▶ **EXERCISE OBJECTIVE**:
Print the data below exactly, but only the lines from the one containing "propagated to siblings." down to the one containing "let groomed = groomer", inclusive.

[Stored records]
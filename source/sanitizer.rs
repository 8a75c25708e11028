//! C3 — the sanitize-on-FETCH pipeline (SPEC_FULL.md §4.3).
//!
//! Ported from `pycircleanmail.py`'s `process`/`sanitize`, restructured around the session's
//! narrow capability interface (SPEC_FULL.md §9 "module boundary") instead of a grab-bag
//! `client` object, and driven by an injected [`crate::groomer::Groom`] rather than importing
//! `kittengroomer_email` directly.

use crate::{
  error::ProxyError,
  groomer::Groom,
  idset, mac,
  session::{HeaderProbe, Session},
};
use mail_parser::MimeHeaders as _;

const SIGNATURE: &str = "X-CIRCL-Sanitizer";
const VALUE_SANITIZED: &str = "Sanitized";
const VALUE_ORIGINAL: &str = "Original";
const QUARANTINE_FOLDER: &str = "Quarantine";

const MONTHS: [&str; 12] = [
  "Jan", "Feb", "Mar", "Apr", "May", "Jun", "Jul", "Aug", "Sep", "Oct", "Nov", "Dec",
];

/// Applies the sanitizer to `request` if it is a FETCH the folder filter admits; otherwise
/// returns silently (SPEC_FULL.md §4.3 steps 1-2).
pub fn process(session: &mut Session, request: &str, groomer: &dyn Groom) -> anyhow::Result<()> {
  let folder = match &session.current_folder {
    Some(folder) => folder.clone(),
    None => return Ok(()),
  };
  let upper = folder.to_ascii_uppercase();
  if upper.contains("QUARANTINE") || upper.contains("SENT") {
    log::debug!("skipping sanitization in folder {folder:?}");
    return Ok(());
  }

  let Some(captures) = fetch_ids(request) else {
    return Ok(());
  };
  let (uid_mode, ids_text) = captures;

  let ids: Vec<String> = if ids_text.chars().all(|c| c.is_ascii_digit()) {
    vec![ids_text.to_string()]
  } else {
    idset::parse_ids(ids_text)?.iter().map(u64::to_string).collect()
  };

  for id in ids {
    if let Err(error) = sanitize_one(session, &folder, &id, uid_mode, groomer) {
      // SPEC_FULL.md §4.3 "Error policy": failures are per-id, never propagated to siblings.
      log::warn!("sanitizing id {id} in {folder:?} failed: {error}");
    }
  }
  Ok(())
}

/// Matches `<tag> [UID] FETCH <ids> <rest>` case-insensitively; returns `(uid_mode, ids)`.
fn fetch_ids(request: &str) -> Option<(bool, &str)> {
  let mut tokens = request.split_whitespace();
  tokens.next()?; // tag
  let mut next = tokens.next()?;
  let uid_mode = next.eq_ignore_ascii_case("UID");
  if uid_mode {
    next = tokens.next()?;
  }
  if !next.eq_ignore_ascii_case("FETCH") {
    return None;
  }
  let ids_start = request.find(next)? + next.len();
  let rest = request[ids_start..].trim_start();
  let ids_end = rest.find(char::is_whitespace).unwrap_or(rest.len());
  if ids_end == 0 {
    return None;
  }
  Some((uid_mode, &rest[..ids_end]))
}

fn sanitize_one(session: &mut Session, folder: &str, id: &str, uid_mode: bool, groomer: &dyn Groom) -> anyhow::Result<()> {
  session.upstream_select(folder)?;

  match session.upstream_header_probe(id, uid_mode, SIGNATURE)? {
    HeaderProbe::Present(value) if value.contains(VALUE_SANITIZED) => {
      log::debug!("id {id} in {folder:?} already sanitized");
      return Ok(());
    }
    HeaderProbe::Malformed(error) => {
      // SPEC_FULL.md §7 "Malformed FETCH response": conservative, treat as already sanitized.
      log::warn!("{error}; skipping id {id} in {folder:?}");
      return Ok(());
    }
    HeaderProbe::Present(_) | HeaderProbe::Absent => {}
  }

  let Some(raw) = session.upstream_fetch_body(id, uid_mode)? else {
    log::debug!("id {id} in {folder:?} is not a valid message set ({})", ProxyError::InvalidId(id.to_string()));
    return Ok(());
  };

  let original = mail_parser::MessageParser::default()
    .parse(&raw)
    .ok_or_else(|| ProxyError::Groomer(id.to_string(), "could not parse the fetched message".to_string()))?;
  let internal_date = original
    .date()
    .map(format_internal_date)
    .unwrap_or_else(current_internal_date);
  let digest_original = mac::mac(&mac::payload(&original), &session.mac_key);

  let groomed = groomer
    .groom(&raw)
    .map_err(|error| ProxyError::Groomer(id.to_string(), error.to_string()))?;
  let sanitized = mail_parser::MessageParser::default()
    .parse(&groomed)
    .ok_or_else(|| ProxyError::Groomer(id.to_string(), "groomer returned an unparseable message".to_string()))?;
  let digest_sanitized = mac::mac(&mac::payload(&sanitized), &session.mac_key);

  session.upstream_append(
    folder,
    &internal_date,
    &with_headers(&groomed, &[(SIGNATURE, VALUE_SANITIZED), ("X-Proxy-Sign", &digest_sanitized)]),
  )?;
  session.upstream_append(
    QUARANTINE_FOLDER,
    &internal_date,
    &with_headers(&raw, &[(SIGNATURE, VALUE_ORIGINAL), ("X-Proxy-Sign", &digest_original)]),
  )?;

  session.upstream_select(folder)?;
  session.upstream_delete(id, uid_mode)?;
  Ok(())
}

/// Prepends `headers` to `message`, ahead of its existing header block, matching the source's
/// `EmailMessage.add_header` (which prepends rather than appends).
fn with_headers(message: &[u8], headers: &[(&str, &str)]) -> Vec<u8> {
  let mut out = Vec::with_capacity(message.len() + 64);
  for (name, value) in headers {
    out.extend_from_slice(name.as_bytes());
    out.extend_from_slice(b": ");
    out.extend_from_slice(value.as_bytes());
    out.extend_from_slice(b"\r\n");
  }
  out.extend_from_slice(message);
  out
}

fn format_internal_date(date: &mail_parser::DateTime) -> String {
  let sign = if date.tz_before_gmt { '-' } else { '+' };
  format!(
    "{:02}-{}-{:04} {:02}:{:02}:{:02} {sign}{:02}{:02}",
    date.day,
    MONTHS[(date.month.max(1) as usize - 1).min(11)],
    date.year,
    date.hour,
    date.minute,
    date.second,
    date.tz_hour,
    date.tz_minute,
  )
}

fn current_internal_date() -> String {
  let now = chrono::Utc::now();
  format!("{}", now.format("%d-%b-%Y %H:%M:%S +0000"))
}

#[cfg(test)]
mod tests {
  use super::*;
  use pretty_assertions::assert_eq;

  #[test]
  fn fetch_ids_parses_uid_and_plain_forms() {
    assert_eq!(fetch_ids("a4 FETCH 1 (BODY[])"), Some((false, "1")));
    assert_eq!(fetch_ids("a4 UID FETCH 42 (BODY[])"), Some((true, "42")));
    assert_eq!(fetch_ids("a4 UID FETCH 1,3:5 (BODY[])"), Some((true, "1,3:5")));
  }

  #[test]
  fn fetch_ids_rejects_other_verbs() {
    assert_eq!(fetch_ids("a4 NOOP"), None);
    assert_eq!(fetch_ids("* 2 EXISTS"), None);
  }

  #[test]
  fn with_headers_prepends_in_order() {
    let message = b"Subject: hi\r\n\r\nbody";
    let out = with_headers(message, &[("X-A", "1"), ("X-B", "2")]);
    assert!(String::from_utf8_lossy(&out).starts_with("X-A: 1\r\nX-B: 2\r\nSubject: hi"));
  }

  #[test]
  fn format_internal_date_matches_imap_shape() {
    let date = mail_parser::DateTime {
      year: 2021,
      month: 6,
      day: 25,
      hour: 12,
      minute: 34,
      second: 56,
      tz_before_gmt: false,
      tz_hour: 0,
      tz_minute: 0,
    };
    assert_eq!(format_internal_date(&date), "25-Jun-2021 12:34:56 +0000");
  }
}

▶ **RESPONSE TO THIS EXERCISE**:
      // SPEC_FULL.md §4.3 "Error policy": failures are per-id, never propagated to siblings.
      log::warn!("sanitizing id {id} in {folder:?} failed: {error}");
    }
  }
  Ok(())
}

/// Matches `<tag> [UID] FETCH <ids> <rest>` case-insensitively; returns `(uid_mode, ids)`.
fn fetch_ids(request: &str) -> Option<(bool, &str)> {
  let mut tokens = request.split_whitespace();
  tokens.next()?; // tag
  let mut next = tokens.next()?;
  let uid_mode = next.eq_ignore_ascii_case("UID");
  if uid_mode {
    next = tokens.next()?;
  }
  if !next.eq_ignore_ascii_case("FETCH") {
    return None;
  }
  let ids_start = request.find(next)? + next.len();
  let rest = request[ids_start..].trim_start();
  let ids_end = rest.find(char::is_whitespace).unwrap_or(rest.len());
  if ids_end == 0 {
    return None;
  }
  Some((uid_mode, &rest[..ids_end]))
}

fn sanitize_one(session: &mut Session, folder: &str, id: &str, uid_mode: bool, groomer: &dyn Groom) -> anyhow::Result<()> {
  session.upstream_select(folder)?;

  match session.upstream_header_probe(id, uid_mode, SIGNATURE)? {
    HeaderProbe::Present(value) if value.contains(VALUE_SANITIZED) => {
      log::debug!("id {id} in {folder:?} already sanitized");
      return Ok(());
    }
    HeaderProbe::Malformed(error) => {
      // SPEC_FULL.md §7 "Malformed FETCH response": conservative, treat as already sanitized.
      log::warn!("{error}; skipping id {id} in {folder:?}");
      return Ok(());
    }
    HeaderProbe::Present(_) | HeaderProbe::Absent => {}
  }

  let Some(raw) = session.upstream_fetch_body(id, uid_mode)? else {
    log::debug!("id {id} in {folder:?} is not a valid message set ({})", ProxyError::InvalidId(id.to_string()));
    return Ok(());
  };

  let original = mail_parser::MessageParser::default()
    .parse(&raw)
    .ok_or_else(|| ProxyError::Groomer(id.to_string(), "could not parse the fetched message".to_string()))?;
  let internal_date = original
    .date()
    .map(format_internal_date)
    .unwrap_or_else(current_internal_date);
  let digest_original = mac::mac(&mac::payload(&original), &session.mac_key);

  let groomed = groomer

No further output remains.